Exosome coated with Prussian blue mediated microglial polarization for spinal cord injury

Abstract

The surge in reactive oxygen species (ROS) and inflammation after acute spinal cord injury (SCI) is a key factor in making this injury irreversible. How to intervene effectively is the basis of therapeutic strategy design. In our study, we explored the potential of Prussian blue nanase, which has catalase and superoxide dismutase-like activity. However, given their high immunogenicity, we chose to leverage the low immunogenicity and biosafety of exosomes to enhance the delivery of these nanase.
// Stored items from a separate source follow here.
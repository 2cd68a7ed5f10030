/*!
 * Upload classification helpers
 *
 * Decide whether an uploaded file is an image (OCR) or audio
 * (transcription), and clean up client-supplied filenames before they are
 * echoed back or forwarded downstream.
 */

const IMAGE_EXTENSIONS: &[&str] = &[".jpg", ".jpeg", ".png", ".tif", ".tiff", ".bmp", ".gif", ".webp"];
const AUDIO_EXTENSIONS: &[&str] = &[".m4a", ".mp3", ".wav", ".ogg", ".oga", ".webm", ".flac", ".aac", ".mp4"];

const MAX_FILENAME_LENGTH: usize = 255;

/// Whether the declared content type or the filename marks the upload as an image
pub fn is_image_upload(filename: &str, content_type: &str) -> bool {
    if let Some(declared) = essence(content_type) {
        return declared.starts_with("image/");
    }
    IMAGE_EXTENSIONS.contains(&extract_extension(filename).as_str())
}

/// Whether the declared content type or the filename marks the upload as audio
pub fn is_audio_upload(filename: &str, content_type: &str) -> bool {
    if let Some(declared) = essence(content_type) {
        // Browsers often label recordings as video/webm or application/octet-stream
        if declared.starts_with("audio/") || declared == "video/webm" {
            return true;
        }
        if declared != "application/octet-stream" {
            return false;
        }
    }
    AUDIO_EXTENSIONS.contains(&extract_extension(filename).as_str())
}

/// Sniff the actual bytes; returns the detected MIME type for known images
pub fn sniff_image_type(data: &[u8]) -> Option<&'static str> {
    infer::get(data)
        .filter(|kind| kind.matcher_type() == infer::MatcherType::Image)
        .map(|kind| kind.mime_type())
}

/// Content type to use when the client did not send one
pub fn guess_content_type(filename: &str) -> String {
    mime_guess::from_path(filename)
        .first_or_octet_stream()
        .essence_str()
        .to_string()
}

/// Reduce a client-supplied filename to a safe display name.
///
/// Strips directory components, replaces characters that are awkward in
/// multipart headers and drops control characters.
pub fn sanitize_filename(filename: &str) -> String {
    let base = filename
        .rsplit(['/', '\\'])
        .next()
        .unwrap_or("")
        .trim();

    let mut sanitized = String::with_capacity(base.len());
    for ch in base.chars() {
        match ch {
            '<' | '>' | ':' | '"' | '|' | '?' | '*' => sanitized.push('_'),
            _ if ch.is_control() => {}
            _ => sanitized.push(ch),
        }
    }

    if sanitized.is_empty() || sanitized.chars().all(|c| c == '.') {
        return "upload".to_string();
    }

    if sanitized.chars().count() > MAX_FILENAME_LENGTH {
        sanitized = sanitized.chars().take(MAX_FILENAME_LENGTH).collect();
    }
    sanitized
}

/// Extract file extension from filename (lowercased, with leading dot)
fn extract_extension(filename: &str) -> String {
    if let Some(pos) = filename.rfind('.') {
        filename[pos..].to_lowercase()
    } else {
        String::new()
    }
}

/// MIME essence (`type/subtype`, lowercased) or `None` when absent
fn essence(content_type: &str) -> Option<String> {
    let essence = content_type.split(';').next().unwrap_or("").trim().to_lowercase();
    if essence.is_empty() {
        None
    } else {
        Some(essence)
    }
}

#[cfg(test)]
mod tests {
    use super::*;

    #[test]
    fn test_image_content_types() {
        assert!(is_image_upload("test.jpg", "image/jpeg"));
        assert!(is_image_upload("scan", "image/png"));
        assert!(is_image_upload("scan.bin", "IMAGE/TIFF; charset=binary"));
    }

    #[test]
    fn test_declared_content_type_wins_over_extension() {
        assert!(!is_image_upload("test.jpg", "text/plain"));
        assert!(!is_image_upload("test.txt", "text/plain"));
    }

    #[test]
    fn test_image_extension_used_without_content_type() {
        assert!(is_image_upload("photo.JPEG", ""));
        assert!(is_image_upload("modern.webp", ""));
        assert!(!is_image_upload("notes.pdf", ""));
        assert!(!is_image_upload("README", ""));
    }

    #[test]
    fn test_audio_detection() {
        assert!(is_audio_upload("test.m4a", "audio/m4a"));
        assert!(is_audio_upload("recording.webm", "video/webm"));
        assert!(is_audio_upload("memo.mp3", "application/octet-stream"));
        assert!(is_audio_upload("memo.WAV", ""));
        assert!(!is_audio_upload("memo.bin", "application/octet-stream"));
        assert!(!is_audio_upload("test.m4a", "image/jpeg"));
    }

    #[test]
    fn test_sniff_png_bytes() {
        let png_header = [0x89, b'P', b'N', b'G', 0x0D, 0x0A, 0x1A, 0x0A, 0, 0, 0, 0x0D];
        assert_eq!(sniff_image_type(&png_header), Some("image/png"));
        assert_eq!(sniff_image_type(b"This is not an image"), None);
    }

    #[test]
    fn test_guess_content_type() {
        assert_eq!(guess_content_type("scan.png"), "image/png");
        assert_eq!(guess_content_type("mystery"), "application/octet-stream");
    }

    #[test]
    fn test_sanitize_filename() {
        assert_eq!(sanitize_filename("../../etc/passwd"), "passwd");
        assert_eq!(sanitize_filename("C:\\Users\\me\\notes.jpg"), "notes.jpg");
        assert_eq!(sanitize_filename("what?.png"), "what_.png");
        assert_eq!(sanitize_filename("bad\u{0007}name.png"), "badname.png");
        assert_eq!(sanitize_filename(""), "upload");
        assert_eq!(sanitize_filename(".."), "upload");
        assert_eq!(sanitize_filename(&"a".repeat(300)).len(), MAX_FILENAME_LENGTH);
    }
}
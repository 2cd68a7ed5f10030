pub mod llm_service;
pub mod ollama;
pub mod prompts;

pub use llm_service::{GeneratedContent, LlmService};
pub use ollama::OllamaClient;
use anyhow::{Context, Result};
use axum::Router;
use clap::{Parser, Subcommand};
use std::sync::Arc;
use tracing::info;
use tracing_subscriber::EnvFilter;

use studymate::{
    build_backend_app, build_gateway_app, build_ocr_app, config::Config, BackendState, GatewayState, OcrState,
};

const GATEWAY_ADDRESS: &str = "0.0.0.0:8000";
const OCR_ADDRESS: &str = "0.0.0.0:8001";
const BACKEND_ADDRESS: &str = "0.0.0.0:8002";

#[derive(Parser)]
#[command(name = "studymate")]
#[command(version, about = "Study assistant services: OCR, quiz generation, transcription and speech")]
struct Cli {
    #[command(subcommand)]
    service: Service,
}

#[derive(Subcommand)]
enum Service {
    /// Public API gateway in front of the OCR service and Ollama
    Gateway {
        /// Address to listen on (overrides SERVER_ADDRESS)
        #[arg(long)]
        bind: Option<String>,
    },
    /// OCR microservice wrapping tesseract
    Ocr {
        #[arg(long)]
        bind: Option<String>,
    },
    /// Backend with local OCR, content generation, transcription and TTS
    Backend {
        #[arg(long)]
        bind: Option<String>,
    },
}

#[tokio::main]
async fn main() -> Result<()> {
    tracing_subscriber::fmt()
        .with_env_filter(EnvFilter::try_from_default_env().unwrap_or_else(|_| EnvFilter::new("info")))
        .init();

    let cli = Cli::parse();
    let config = Config::from_env().context("Failed to load configuration")?;

    let (name, app, address) = match cli.service {
        Service::Gateway { bind } => {
            let address = bind.unwrap_or_else(|| config.bind_address(GATEWAY_ADDRESS));
            info!("OCR service: {}", config.ocr_service_url);
            info!("Ollama: {} (model {})", config.ollama_url, config.ollama_model);
            let state = GatewayState::from_config(config)?;
            ("gateway", build_gateway_app(Arc::new(state)), address)
        }
        Service::Ocr { bind } => {
            let address = bind.unwrap_or_else(|| config.bind_address(OCR_ADDRESS));
            info!(
                "OCR language {}, {} concurrent jobs",
                config.ocr_language, config.concurrent_ocr_jobs
            );
            let state = OcrState::from_config(config);
            ("ocr", build_ocr_app(Arc::new(state)), address)
        }
        Service::Backend { bind } => {
            let address = bind.unwrap_or_else(|| config.bind_address(BACKEND_ADDRESS));
            info!("Ollama: {} (model {})", config.ollama_url, config.ollama_model);
            info!("Transcription: {}", config.transcription_url);
            let state = BackendState::from_config(config)?;
            info!("TTS engine: {}", state.tts.name());
            ("backend", build_backend_app(Arc::new(state)), address)
        }
    };

    serve(name, app, &address).await
}

async fn serve(name: &str, app: Router, address: &str) -> Result<()> {
    let listener = tokio::net::TcpListener::bind(address)
        .await
        .with_context(|| format!("Failed to bind {}", address))?;
    info!("StudyMate {} listening on {}", name, listener.local_addr()?);

    axum::serve(listener, app)
        .with_graceful_shutdown(shutdown_signal())
        .await
        .context("Server error")?;

    info!("StudyMate {} stopped", name);
    Ok(())
}

async fn shutdown_signal() {
    if let Err(e) = tokio::signal::ctrl_c().await {
        tracing::error!("Failed to listen for shutdown signal: {}", e);
        std::future::pending::<()>().await;
    }
    info!("Shutdown signal received");
}
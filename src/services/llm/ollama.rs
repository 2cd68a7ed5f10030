use serde::{Deserialize, Serialize};
use std::time::Duration;

use crate::config::Config;
use crate::error::UpstreamError;
use crate::models::DependencyHealth;
use crate::services::upstream::{classify_request_error, status_error};

const SERVICE: &str = "ollama";

#[derive(Debug, Serialize)]
struct GenerateRequest<'a> {
    model: &'a str,
    prompt: &'a str,
    stream: bool,
    options: GenerateOptions,
}

#[derive(Debug, Serialize)]
struct GenerateOptions {
    temperature: f32,
}

#[derive(Debug, Deserialize)]
struct GenerateResponse {
    response: String,
}

#[derive(Debug, Deserialize)]
struct TagsResponse {
    #[serde(default)]
    models: Vec<ModelTag>,
}

#[derive(Debug, Deserialize)]
struct ModelTag {
    name: String,
}

/// Minimal client for Ollama's non-streaming `/api/generate`.
#[derive(Clone)]
pub struct OllamaClient {
    client: reqwest::Client,
    base_url: String,
    model: String,
    temperature: f32,
    timeout: Duration,
}

impl OllamaClient {
    pub fn new(
        base_url: impl Into<String>,
        model: impl Into<String>,
        temperature: f32,
        timeout: Duration,
    ) -> Result<Self, reqwest::Error> {
        let client = reqwest::Client::builder().timeout(timeout).build()?;
        Ok(Self {
            client,
            base_url: base_url.into(),
            model: model.into(),
            temperature,
            timeout,
        })
    }

    pub fn from_config(config: &Config) -> Result<Self, reqwest::Error> {
        Self::new(
            config.ollama_url.clone(),
            config.ollama_model.clone(),
            config.llm_temperature,
            config.llm_timeout(),
        )
    }

    pub fn model(&self) -> &str {
        &self.model
    }

    pub async fn generate(&self, prompt: &str) -> Result<String, UpstreamError> {
        let url = format!("{}/api/generate", self.base_url);
        let body = GenerateRequest {
            model: &self.model,
            prompt,
            stream: false,
            options: GenerateOptions {
                temperature: self.temperature,
            },
        };

        let response = self
            .client
            .post(&url)
            .json(&body)
            .send()
            .await
            .map_err(|e| classify_request_error(SERVICE, self.timeout, &e))?;

        if !response.status().is_success() {
            return Err(status_error(SERVICE, response).await);
        }

        let parsed: GenerateResponse = response.json().await.map_err(|e| {
            if e.is_timeout() {
                classify_request_error(SERVICE, self.timeout, &e)
            } else {
                UpstreamError::InvalidResponse {
                    service: SERVICE,
                    details: e.to_string(),
                }
            }
        })?;

        tracing::debug!("Ollama ({}) returned {} characters", self.model, parsed.response.len());
        Ok(parsed.response)
    }

    /// Ollama is healthy when it answers `/api/tags`; a missing model is reported
    /// as unhealthy so misconfiguration shows up on `/health`.
    pub async fn health(&self) -> DependencyHealth {
        let url = format!("{}/api/tags", self.base_url);
        let response = match self.client.get(&url).send().await {
            Ok(response) => response,
            Err(e) => {
                tracing::warn!("Ollama health check failed: {}", e);
                return DependencyHealth::unreachable(classify_request_error(SERVICE, self.timeout, &e).to_string());
            }
        };

        if !response.status().is_success() {
            return DependencyHealth::unhealthy(format!("HTTP {}", response.status().as_u16()));
        }

        // Older Ollama builds and proxies may not return a model list
        let Ok(tags) = response.json::<TagsResponse>().await else {
            return DependencyHealth::healthy();
        };
        if tags.models.is_empty() || tags.models.iter().any(|m| model_matches(&m.name, &self.model)) {
            DependencyHealth::healthy()
        } else {
            DependencyHealth::unhealthy(format!("model '{}' is not pulled", self.model))
        }
    }
}

/// `llama3.2` matches `llama3.2:latest`
fn model_matches(installed: &str, wanted: &str) -> bool {
    installed == wanted || installed.split(':').next() == Some(wanted)
}

#[cfg(test)]
mod tests {
    use super::*;

    #[test]
    fn test_model_matches() {
        assert!(model_matches("llama3.2:latest", "llama3.2"));
        assert!(model_matches("llama3.2:3b", "llama3.2:3b"));
        assert!(!model_matches("mistral:latest", "llama3.2"));
    }

    #[test]
    fn test_generate_request_shape() {
        let body = GenerateRequest {
            model: "llama3.2",
            prompt: "Say hi",
            stream: false,
            options: GenerateOptions { temperature: 0.5 },
        };
        let value = serde_json::to_value(&body).unwrap();
        assert_eq!(value["model"], "llama3.2");
        assert_eq!(value["stream"], false);
        assert_eq!(value["options"]["temperature"], 0.5);
    }
}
Recognizing the prevalence of M1 microglia in local inflammation, we used exosomes derived from bone marrow mesenchymal stem cells (BMSCs) as vectors. These exosomes are further modified with hyaluronic acid (HA) to form nanoplatforms (EXO/PB) that specifically target inflammation. HA binding enables EXO/PB to locate on M1 microglia, promoting ROS clearance and facilitating the transition from M1 phenotype to M2 phenotype. Our results show that EXO/PB not only targets M1 microglia, but also leverages the ROS clearance capabilities of Prussian blue nanozymes to influence this phenotypic transition. Finally, EXO/PB provides a new therapeutic strategy for the treatment of acute spinal cord injury.